■ Records for the task ■

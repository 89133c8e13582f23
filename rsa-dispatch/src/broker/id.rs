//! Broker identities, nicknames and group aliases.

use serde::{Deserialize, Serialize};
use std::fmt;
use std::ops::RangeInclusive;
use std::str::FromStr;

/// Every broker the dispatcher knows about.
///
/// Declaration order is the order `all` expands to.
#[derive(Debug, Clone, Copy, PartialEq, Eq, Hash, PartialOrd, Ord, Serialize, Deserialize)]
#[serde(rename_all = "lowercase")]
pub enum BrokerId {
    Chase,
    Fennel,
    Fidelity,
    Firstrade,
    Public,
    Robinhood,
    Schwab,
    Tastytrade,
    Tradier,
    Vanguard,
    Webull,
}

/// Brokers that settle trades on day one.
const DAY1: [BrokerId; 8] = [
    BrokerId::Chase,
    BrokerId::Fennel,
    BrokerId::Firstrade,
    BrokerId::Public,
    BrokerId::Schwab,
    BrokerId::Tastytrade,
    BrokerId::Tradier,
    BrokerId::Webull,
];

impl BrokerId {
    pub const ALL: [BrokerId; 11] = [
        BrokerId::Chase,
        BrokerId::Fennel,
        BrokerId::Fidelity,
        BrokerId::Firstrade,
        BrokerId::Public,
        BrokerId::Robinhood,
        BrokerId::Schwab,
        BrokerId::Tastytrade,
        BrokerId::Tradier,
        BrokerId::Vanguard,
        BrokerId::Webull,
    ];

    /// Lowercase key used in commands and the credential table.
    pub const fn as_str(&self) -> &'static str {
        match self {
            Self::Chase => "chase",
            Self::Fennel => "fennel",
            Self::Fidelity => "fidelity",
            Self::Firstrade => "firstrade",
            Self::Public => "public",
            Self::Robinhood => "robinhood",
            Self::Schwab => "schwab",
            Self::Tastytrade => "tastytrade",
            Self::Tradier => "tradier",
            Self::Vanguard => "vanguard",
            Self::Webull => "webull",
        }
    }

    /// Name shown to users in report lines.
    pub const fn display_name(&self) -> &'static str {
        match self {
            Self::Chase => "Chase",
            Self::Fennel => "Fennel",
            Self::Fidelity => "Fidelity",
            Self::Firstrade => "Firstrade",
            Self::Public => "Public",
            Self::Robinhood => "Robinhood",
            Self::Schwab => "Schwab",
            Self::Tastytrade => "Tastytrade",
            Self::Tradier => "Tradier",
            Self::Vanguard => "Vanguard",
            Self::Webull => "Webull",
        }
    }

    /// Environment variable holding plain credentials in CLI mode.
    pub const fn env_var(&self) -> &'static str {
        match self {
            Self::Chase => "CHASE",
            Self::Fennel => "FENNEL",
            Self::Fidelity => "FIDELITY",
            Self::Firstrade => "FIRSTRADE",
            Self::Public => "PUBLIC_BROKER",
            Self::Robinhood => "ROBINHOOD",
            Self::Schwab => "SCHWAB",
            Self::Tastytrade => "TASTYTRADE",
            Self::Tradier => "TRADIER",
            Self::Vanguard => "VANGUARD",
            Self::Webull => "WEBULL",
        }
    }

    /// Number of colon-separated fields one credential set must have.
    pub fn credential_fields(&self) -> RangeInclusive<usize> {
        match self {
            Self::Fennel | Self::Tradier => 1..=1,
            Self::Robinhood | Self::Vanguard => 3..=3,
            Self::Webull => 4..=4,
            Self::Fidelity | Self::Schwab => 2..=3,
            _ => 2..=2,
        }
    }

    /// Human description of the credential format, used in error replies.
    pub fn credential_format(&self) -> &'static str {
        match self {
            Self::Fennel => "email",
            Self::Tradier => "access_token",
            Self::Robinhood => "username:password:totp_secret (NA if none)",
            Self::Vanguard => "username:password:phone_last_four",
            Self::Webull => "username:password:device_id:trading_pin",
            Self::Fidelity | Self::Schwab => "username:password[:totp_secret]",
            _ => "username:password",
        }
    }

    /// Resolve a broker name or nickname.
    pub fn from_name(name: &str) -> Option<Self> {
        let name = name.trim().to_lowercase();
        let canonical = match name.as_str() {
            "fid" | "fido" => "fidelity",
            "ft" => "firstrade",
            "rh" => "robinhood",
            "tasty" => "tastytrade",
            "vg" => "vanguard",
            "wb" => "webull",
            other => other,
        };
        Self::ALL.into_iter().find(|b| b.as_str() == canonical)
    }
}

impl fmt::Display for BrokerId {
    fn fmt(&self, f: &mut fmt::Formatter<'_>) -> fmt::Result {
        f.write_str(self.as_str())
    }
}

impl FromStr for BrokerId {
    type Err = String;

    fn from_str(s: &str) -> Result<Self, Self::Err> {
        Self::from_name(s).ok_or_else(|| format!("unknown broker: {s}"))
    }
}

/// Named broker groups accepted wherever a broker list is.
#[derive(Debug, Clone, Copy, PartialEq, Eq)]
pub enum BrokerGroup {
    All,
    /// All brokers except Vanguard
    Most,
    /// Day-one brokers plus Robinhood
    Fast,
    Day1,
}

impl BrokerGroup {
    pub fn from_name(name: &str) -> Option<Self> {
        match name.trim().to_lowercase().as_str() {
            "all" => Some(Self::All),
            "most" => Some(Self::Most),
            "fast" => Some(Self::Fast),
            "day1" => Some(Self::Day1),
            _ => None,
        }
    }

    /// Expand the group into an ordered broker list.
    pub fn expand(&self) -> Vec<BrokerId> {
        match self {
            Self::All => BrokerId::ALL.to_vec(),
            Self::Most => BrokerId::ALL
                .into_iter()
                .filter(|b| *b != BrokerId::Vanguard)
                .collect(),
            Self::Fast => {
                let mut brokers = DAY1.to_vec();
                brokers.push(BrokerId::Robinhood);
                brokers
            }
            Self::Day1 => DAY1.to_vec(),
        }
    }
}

■ To do ■
Line by line, transcribe all of the records exactly.

■ Task output ■
repository 89133c8e13582f23
filename rsa-dispatch/src/broker/id.rs
//! Broker identities, nicknames and group aliases.

use serde::{Deserialize, Serialize};
use std::fmt;
use std::ops::RangeInclusive;
use std::str::FromStr;

/// Every broker the dispatcher knows about.
///
/// Declaration order is the order `all` expands to.
#[derive(Debug, Clone, Copy, PartialEq, Eq, Hash, PartialOrd, Ord, Serialize, Deserialize)]
#[serde(rename_all = "lowercase")]
pub enum BrokerId {
    Chase,
    Fennel,
    Fidelity,
    Firstrade,
    Public,
    Robinhood,
    Schwab,
    Tastytrade,
    Tradier,
    Vanguard,
    Webull,
}

/// Brokers that settle trades on day one.
const DAY1: [BrokerId; 8] = [
    BrokerId::Chase,
    BrokerId::Fennel,
    BrokerId::Firstrade,
    BrokerId::Public,
    BrokerId::Schwab,
    BrokerId::Tastytrade,
    BrokerId::Tradier,
    BrokerId::Webull,
];

impl BrokerId {
    pub const ALL: [BrokerId; 11] = [
        BrokerId::Chase,
        BrokerId::Fennel,
        BrokerId::Fidelity,
        BrokerId::Firstrade,
        BrokerId::Public,
        BrokerId::Robinhood,
        BrokerId::Schwab,
        BrokerId::Tastytrade,
        BrokerId::Tradier,
        BrokerId::Vanguard,
        BrokerId::Webull,
    ];

    /// Lowercase key used in commands and the credential table.
    pub const fn as_str(&self) -> &'static str {
        match self {
            Self::Chase => "chase",
            Self::Fennel => "fennel",
            Self::Fidelity => "fidelity",
            Self::Firstrade => "firstrade",
            Self::Public => "public",
            Self::Robinhood => "robinhood",
            Self::Schwab => "schwab",
            Self::Tastytrade => "tastytrade",
            Self::Tradier => "tradier",
            Self::Vanguard => "vanguard",
            Self::Webull => "webull",
        }
    }

    /// Name shown to users in report lines.
    pub const fn display_name(&self) -> &'static str {
        match self {
            Self::Chase => "Chase",
            Self::Fennel => "Fennel",
            Self::Fidelity => "Fidelity",
            Self::Firstrade => "Firstrade",
            Self::Public => "Public",
            Self::Robinhood => "Robinhood",
            Self::Schwab => "Schwab",
            Self::Tastytrade => "Tastytrade",
            Self::Tradier => "Tradier",
            Self::Vanguard => "Vanguard",
            Self::Webull => "Webull",
        }
    }

    /// Environment variable holding plain credentials in CLI mode.
    pub const fn env_var(&self) -> &'static str {
        match self {
            Self::Chase => "CHASE",
            Self::Fennel => "FENNEL",
            Self::Fidelity => "FIDELITY",
            Self::Firstrade => "FIRSTRADE",
            Self::Public => "PUBLIC_BROKER",
            Self::Robinhood => "ROBINHOOD",
            Self::Schwab => "SCHWAB",
            Self::Tastytrade => "TASTYTRADE",
            Self::Tradier => "TRADIER",
            Self::Vanguard => "VANGUARD",
            Self::Webull => "WEBULL",
        }
    }

    /// Number of colon-separated fields one credential set must have.
    pub fn credential_fields(&self) -> RangeInclusive<usize> {
        match self {
            Self::Fennel | Self::Tradier => 1..=1,
            Self::Robinhood | Self::Vanguard => 3..=3,
            Self::Webull => 4..=4,
            Self::Fidelity | Self::Schwab => 2..=3,
            _ => 2..=2,
        }
    }

    /// Human description of the credential format, used in error replies.
    pub fn credential_format(&self) -> &'static str {
        match self {
            Self::Fennel => "email",
            Self::Tradier => "access_token",
            Self::Robinhood => "username:password:totp_secret (NA if none)",
            Self::Vanguard => "username:password:phone_last_four",
            Self::Webull => "username:password:device_id:trading_pin",
            Self::Fidelity | Self::Schwab => "username:password[:totp_secret]",
            _ => "username:password",
        }
    }

    /// Resolve a broker name or nickname.
    pub fn from_name(name: &str) -> Option<Self> {
        let name = name.trim().to_lowercase();
        let canonical = match name.as_str() {
            "fid" | "fido" => "fidelity",
            "ft" => "firstrade",
            "rh" => "robinhood",
            "tasty" => "tastytrade",
            "vg" => "vanguard",
            "wb" => "webull",
            other => other,
        };
        Self::ALL.into_iter().find(|b| b.as_str() == canonical)
    }
}

impl fmt::Display for BrokerId {
    fn fmt(&self, f: &mut fmt::Formatter<'_>) -> fmt::Result {
        f.write_str(self.as_str())
    }
}

impl FromStr for BrokerId {
    type Err = String;

    fn from_str(s: &str) -> Result<Self, Self::Err> {
        Self::from_name(s).ok_or_else(|| format!("unknown broker: {s}"))
    }
}

/// Named broker groups accepted wherever a broker list is.
#[derive(Debug, Clone, Copy, PartialEq, Eq)]
pub enum BrokerGroup {
    All,
    /// All brokers except Vanguard
    Most,
    /// Day-one brokers plus Robinhood
    Fast,
    Day1,
}

impl BrokerGroup {
    pub fn from_name(name: &str) -> Option<Self> {
        match name.trim().to_lowercase().as_str() {
            "all" => Some(Self::All),
            "most" => Some(Self::Most),
            "fast" => Some(Self::Fast),
            "day1" => Some(Self::Day1),
            _ => None,
        }
    }

    /// Expand the group into an ordered broker list.
    pub fn expand(&self) -> Vec<BrokerId> {
        match self {
            Self::All => BrokerId::ALL.to_vec(),
            Self::Most => BrokerId::ALL
                .into_iter()
                .filter(|b| *b != BrokerId::Vanguard)
                .collect(),
            Self::Fast => {
                let mut brokers = DAY1.to_vec();
                brokers.push(BrokerId::Robinhood);
                brokers
            }
            Self::Day1 => DAY1.to_vec(),
        }
    }
}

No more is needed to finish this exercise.